Evrim yasasına göre her canlı yaşadığı ortamda kendini oluşturuyor, yani varolan şartlara göre kendi “tür”ünü şekillendiriyor, öküze boynuz, kuşa kanat gerekli olduğu için böyleler. İhtiyaçlar doğrultusunda organlar meydana çıkıyor, ihtiyaç kalmayan organlar ise işlevini kaybedip yok oluyor. Bu soyaçekim sayesinde nesilden nesile aktarılmaya devam ediyor. Bu yasaya göre doğal şartlara en iyi uyum sağlayabilen ayakta kalacaktır, uyum sağlayamayan ve güçsüzleşen ise zamanla yok olmaya mahkûmdur. Bu yasaya birçok itirazda bulunabileceğimiz aşikar ancak bugün CHP’nin başına gelen aşağı yukarı budur.
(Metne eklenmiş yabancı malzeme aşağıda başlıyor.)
//! Parameter handlers: how a sampled vector becomes a solver parameter file.

use serde::{Deserialize, Serialize};
use std::path::Path;

use pt_types::{validation_error, SearchSpace, TuneError, TuneResult};

/// Handler configuration, resolved once at startup.
#[derive(Debug, Clone, PartialEq, Serialize, Deserialize)]
#[serde(tag = "kind", rename_all = "snake_case")]
pub enum HandlerConfig {
    /// Explicit, typed, bounded hyperparameters.
    Direct { space: SearchSpace },
    /// Flattened weights of a feature -> hyperparameter network.
    Encoded {
        /// `[n_features, hidden..., n_outputs]`.
        layers: Vec<usize>,
        #[serde(default = "default_weight_stddev")]
        initial_stddev: f64,
    },
}

fn default_weight_stddev() -> f64 {
    0.1
}

/// Encodes, bounds and seeds parameter vectors for one of the two formats.
#[derive(Debug, Clone, PartialEq)]
pub enum ParameterHandler {
    Direct(DirectHandler),
    Encoded(EncodedHandler),
}

impl ParameterHandler {
    pub fn from_config(config: &HandlerConfig) -> TuneResult<Self> {
        match config {
            HandlerConfig::Direct { space } => Ok(Self::Direct(DirectHandler::new(space.clone())?)),
            HandlerConfig::Encoded {
                layers,
                initial_stddev,
            } => Ok(Self::Encoded(EncodedHandler::new(
                layers.clone(),
                *initial_stddev,
            )?)),
        }
    }

    pub fn dimension(&self) -> usize {
        match self {
            Self::Direct(h) => h.dimension(),
            Self::Encoded(h) => h.dimension(),
        }
    }

    /// Clamp/round in place according to each dimension's declared type.
    pub fn bound(&self, params: &mut [f64]) {
        match self {
            Self::Direct(h) => h.bound(params),
            Self::Encoded(_) => {}
        }
    }

    pub fn encode(&self, params: &[f64]) -> String {
        match self {
            Self::Direct(h) => h.encode(params),
            Self::Encoded(h) => h.encode(params),
        }
    }

    /// Parse a persisted parameter file back into a vector.
    pub fn decode(&self, text: &str) -> TuneResult<Vec<f64>> {
        let params = match self {
            Self::Direct(h) => h.decode(text)?,
            Self::Encoded(h) => h.decode(text)?,
        };
        if params.len() != self.dimension() {
            return Err(validation_error!(
                "expected {} parameters, found {}",
                self.dimension(),
                params.len()
            ));
        }
        Ok(params)
    }

    /// Write the encoded form of `params` to `path`.
    pub fn save(&self, params: &[f64], path: &Path) -> TuneResult<()> {
        std::fs::write(path, self.encode(params))?;
        Ok(())
    }

    /// `(mean, stddev)` of the starting search distribution.
    pub fn initial_distribution_params(&self) -> (Vec<f64>, Vec<f64>) {
        match self {
            Self::Direct(h) => h.initial_distribution_params(),
            Self::Encoded(h) => h.initial_distribution_params(),
        }
    }
}

/// One value per line, in declared order.
#[derive(Debug, Clone, PartialEq)]
pub struct DirectHandler {
    space: SearchSpace,
}

impl DirectHandler {
    pub fn new(space: SearchSpace) -> TuneResult<Self> {
        space.validate()?;
        Ok(Self { space })
    }

    pub fn dimension(&self) -> usize {
        self.space.len()
    }

    pub fn bound(&self, params: &mut [f64]) {
        for (value, def) in params.iter_mut().zip(&self.space.parameters) {
            *value = def.bound(*value);
        }
    }

    pub fn encode(&self, params: &[f64]) -> String {
        let mut out = String::new();
        for (value, def) in params.iter().zip(&self.space.parameters) {
            out.push_str(&def.format_value(*value));
            out.push('\n');
        }
        out
    }

    pub fn decode(&self, text: &str) -> TuneResult<Vec<f64>> {
        text.lines()
            .filter(|line| !line.trim().is_empty())
            .map(|line| parse_value(line.trim()))
            .collect()
    }

    pub fn initial_distribution_params(&self) -> (Vec<f64>, Vec<f64>) {
        self.space
            .parameters
            .iter()
            .map(|p| (p.initial_mean, p.initial_stddev))
            .unzip()
    }
}

/// Shape header line followed by the flat weight list.
#[derive(Debug, Clone, PartialEq)]
pub struct EncodedHandler {
    layers: Vec<usize>,
    initial_stddev: f64,
}

impl EncodedHandler {
    pub fn new(layers: Vec<usize>, initial_stddev: f64) -> TuneResult<Self> {
        if layers.len() < 2 {
            return Err(TuneError::Config(format!(
                "network needs at least an input and an output layer, got {layers:?}"
            )));
        }
        if layers.contains(&0) {
            return Err(TuneError::Config(format!(
                "network layers must be non-empty, got {layers:?}"
            )));
        }
        if !initial_stddev.is_finite() || initial_stddev < 0.0 {
            return Err(TuneError::Config(format!(
                "invalid initial weight stddev {initial_stddev}"
            )));
        }
        Ok(Self {
            layers,
            initial_stddev,
        })
    }

    pub fn layers(&self) -> &[usize] {
        &self.layers
    }

    /// Weights plus biases of every consecutive layer pair.
    pub fn dimension(&self) -> usize {
        self.layers
            .windows(2)
            .map(|pair| pair[0] * pair[1] + pair[1])
            .sum()
    }

    pub fn encode(&self, params: &[f64]) -> String {
        let header: Vec<String> = self.layers.iter().map(|n| n.to_string()).collect();
        let weights: Vec<String> = params.iter().map(|w| w.to_string()).collect();
        format!("{}\n{}", header.join(" "), weights.join(" "))
    }

    pub fn decode(&self, text: &str) -> TuneResult<Vec<f64>> {
        let mut lines = text.lines();
        let header: Vec<usize> = lines
            .next()
            .unwrap_or_default()
            .split_whitespace()
            .map(|n| {
                n.parse()
                    .map_err(|_| validation_error!("bad layer size '{n}'"))
            })
            .collect::<TuneResult<_>>()?;
        if header != self.layers {
            return Err(validation_error!(
                "network shape {header:?} does not match {:?}",
                self.layers
            ));
        }
        lines
            .flat_map(str::split_whitespace)
            .map(parse_value)
            .collect()
    }

    pub fn initial_distribution_params(&self) -> (Vec<f64>, Vec<f64>) {
        let n = self.dimension();
        (vec![0.0; n], vec![self.initial_stddev; n])
    }
}

fn parse_value(token: &str) -> TuneResult<f64> {
    token
        .parse()
        .map_err(|_| validation_error!("bad parameter value '{token}'"))
}

#[cfg(test)]
mod tests {
    use super::*;

    fn direct() -> ParameterHandler {
        let space = SearchSpace::new()
            .add_float("epsilon", Some(0.0), Some(1.0), 0.5, 0.5)
            .add_int("stall_size", Some(0.0), None, 10.0, 10.0)
            .add_float("fraction_local", Some(0.0), Some(1.0), 0.5, 0.5);
        ParameterHandler::from_config(&HandlerConfig::Direct { space }).unwrap()
    }

    #[test]
    fn direct_bound_clamps_and_rounds() {
        let handler = direct();
        let mut params = vec![1.4, 3.6, -0.2];
        handler.bound(&mut params);
        assert_eq!(params, vec![1.0, 4.0, 0.0]);
    }

    #[test]
    fn direct_encode_writes_one_value_per_line() {
        let handler = direct();
        assert_eq!(handler.encode(&[0.25, 7.4, 1.0]), "0.25\n7\n1\n");
    }

    #[test]
    fn direct_initial_distribution_matches_space() {
        let (mean, stddev) = direct().initial_distribution_params();
        assert_eq!(mean, vec![0.5, 10.0, 0.5]);
        assert_eq!(stddev, vec![0.5, 10.0, 0.5]);
    }

    #[test]
    fn encoded_dimension_counts_weights_and_biases() {
        let handler = EncodedHandler::new(vec![4, 6], 0.1).unwrap();
        assert_eq!(handler.dimension(), 4 * 6 + 6);

        let deep = EncodedHandler::new(vec![4, 8, 6], 0.1).unwrap();
        assert_eq!(deep.dimension(), (4 * 8 + 8) + (8 * 6 + 6));
    }

    #[test]
    fn encoded_writes_header_then_weights() {
        let handler = ParameterHandler::from_config(&HandlerConfig::Encoded {
            layers: vec![1, 2],
            initial_stddev: 0.1,
        })
        .unwrap();
        assert_eq!(handler.dimension(), 4);

        let mut params = vec![0.5, -1.5, 2.0, 300.0];
        handler.bound(&mut params);
        assert_eq!(params, vec![0.5, -1.5, 2.0, 300.0]);
        assert_eq!(handler.encode(&params), "1 2\n0.5 -1.5 2 300");
    }

    #[test]
    fn malformed_shape_is_a_configuration_error() {
        let single = HandlerConfig::Encoded {
            layers: vec![4],
            initial_stddev: 0.1,
        };
        assert!(matches!(
            ParameterHandler::from_config(&single),
            Err(TuneError::Config(_))
        ));

        let empty_layer = HandlerConfig::Encoded {
            layers: vec![4, 0, 6],
            initial_stddev: 0.1,
        };
        assert!(ParameterHandler::from_config(&empty_layer).is_err());
    }

    #[test]
    fn config_deserializes_from_tagged_json() {
        let config: HandlerConfig =
            serde_json::from_str(r#"{"kind": "encoded", "layers": [4, 6]}"#).unwrap();
        assert_eq!(
            config,
            HandlerConfig::Encoded {
                layers: vec![4, 6],
                initial_stddev: 0.1
            }
        );
    }

    #[test]
    fn decode_reads_back_saved_files() {
        let handler = direct();
        assert_eq!(handler.decode("0.25\n7\n1\n").unwrap(), vec![0.25, 7.0, 1.0]);
        assert!(handler.decode("0.25\n7\n").is_err());
        assert!(handler.decode("0.25\nseven\n1\n").is_err());

        let encoded = ParameterHandler::from_config(&HandlerConfig::Encoded {
            layers: vec![1, 2],
            initial_stddev: 0.1,
        })
        .unwrap();
        assert_eq!(
            encoded.decode("1 2\n0.5 -1.5 2 300").unwrap(),
            vec![0.5, -1.5, 2.0, 300.0]
        );
        assert!(encoded.decode("2 2\n0.5 -1.5 2 300").is_err());
    }

    #[test]
    fn save_writes_encoded_form() {
        let dir = tempfile::tempdir().unwrap();
        let path = dir.path().join("params.txt");
        direct().save(&[0.1, 2.0, 0.9], &path).unwrap();
        assert_eq!(std::fs::read_to_string(path).unwrap(), "0.1\n2\n0.9\n");
    }
}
CHP, 1923 yılında M. Kemal tarafından kurulduğunda belli bir amaca yönelik olarak devrim ve inkılâplarını gerçekleştirmiş, 1950’ye kadar da kendi borusunu istediği gibi öttürmüştü. Olgucu (pozitivizm), seçkinci (elitist ) ve ilerlemeci (progresivist) ve modernist bir zihniyete sahipti. Bütün halkı bu ilkeler doğrultusunda inşa ve ihya etmeye çalışmıştı. Bugün için ellerinde sadece elitizm kaldı diyebiliriz. İkinci Dünya Savaşı’ndan sonra, yeni dünya düzeni gereği çok partili hayata geçmek zorunda bırakılmış olan yine kurucu zihniyetin partisi CHP’dir. Bugünde hala kendilerini 1923 zihniyetinin devamı olarak görmektedirler, zaten birkaç CHP’li bir araya gelince kendilerini “M.Kemal’in askerleriyiz !” demeleri bunun kanıtıdır. Ancak 1923’ün altından çok sular aktı. SSCB yıkıldı, AB kuruldu hatta 2008 krizi sonrası yeniden büyük değişimlerin arifesindeyiz. Dünya tekrar düzenlenecek kadar karışmış durumda.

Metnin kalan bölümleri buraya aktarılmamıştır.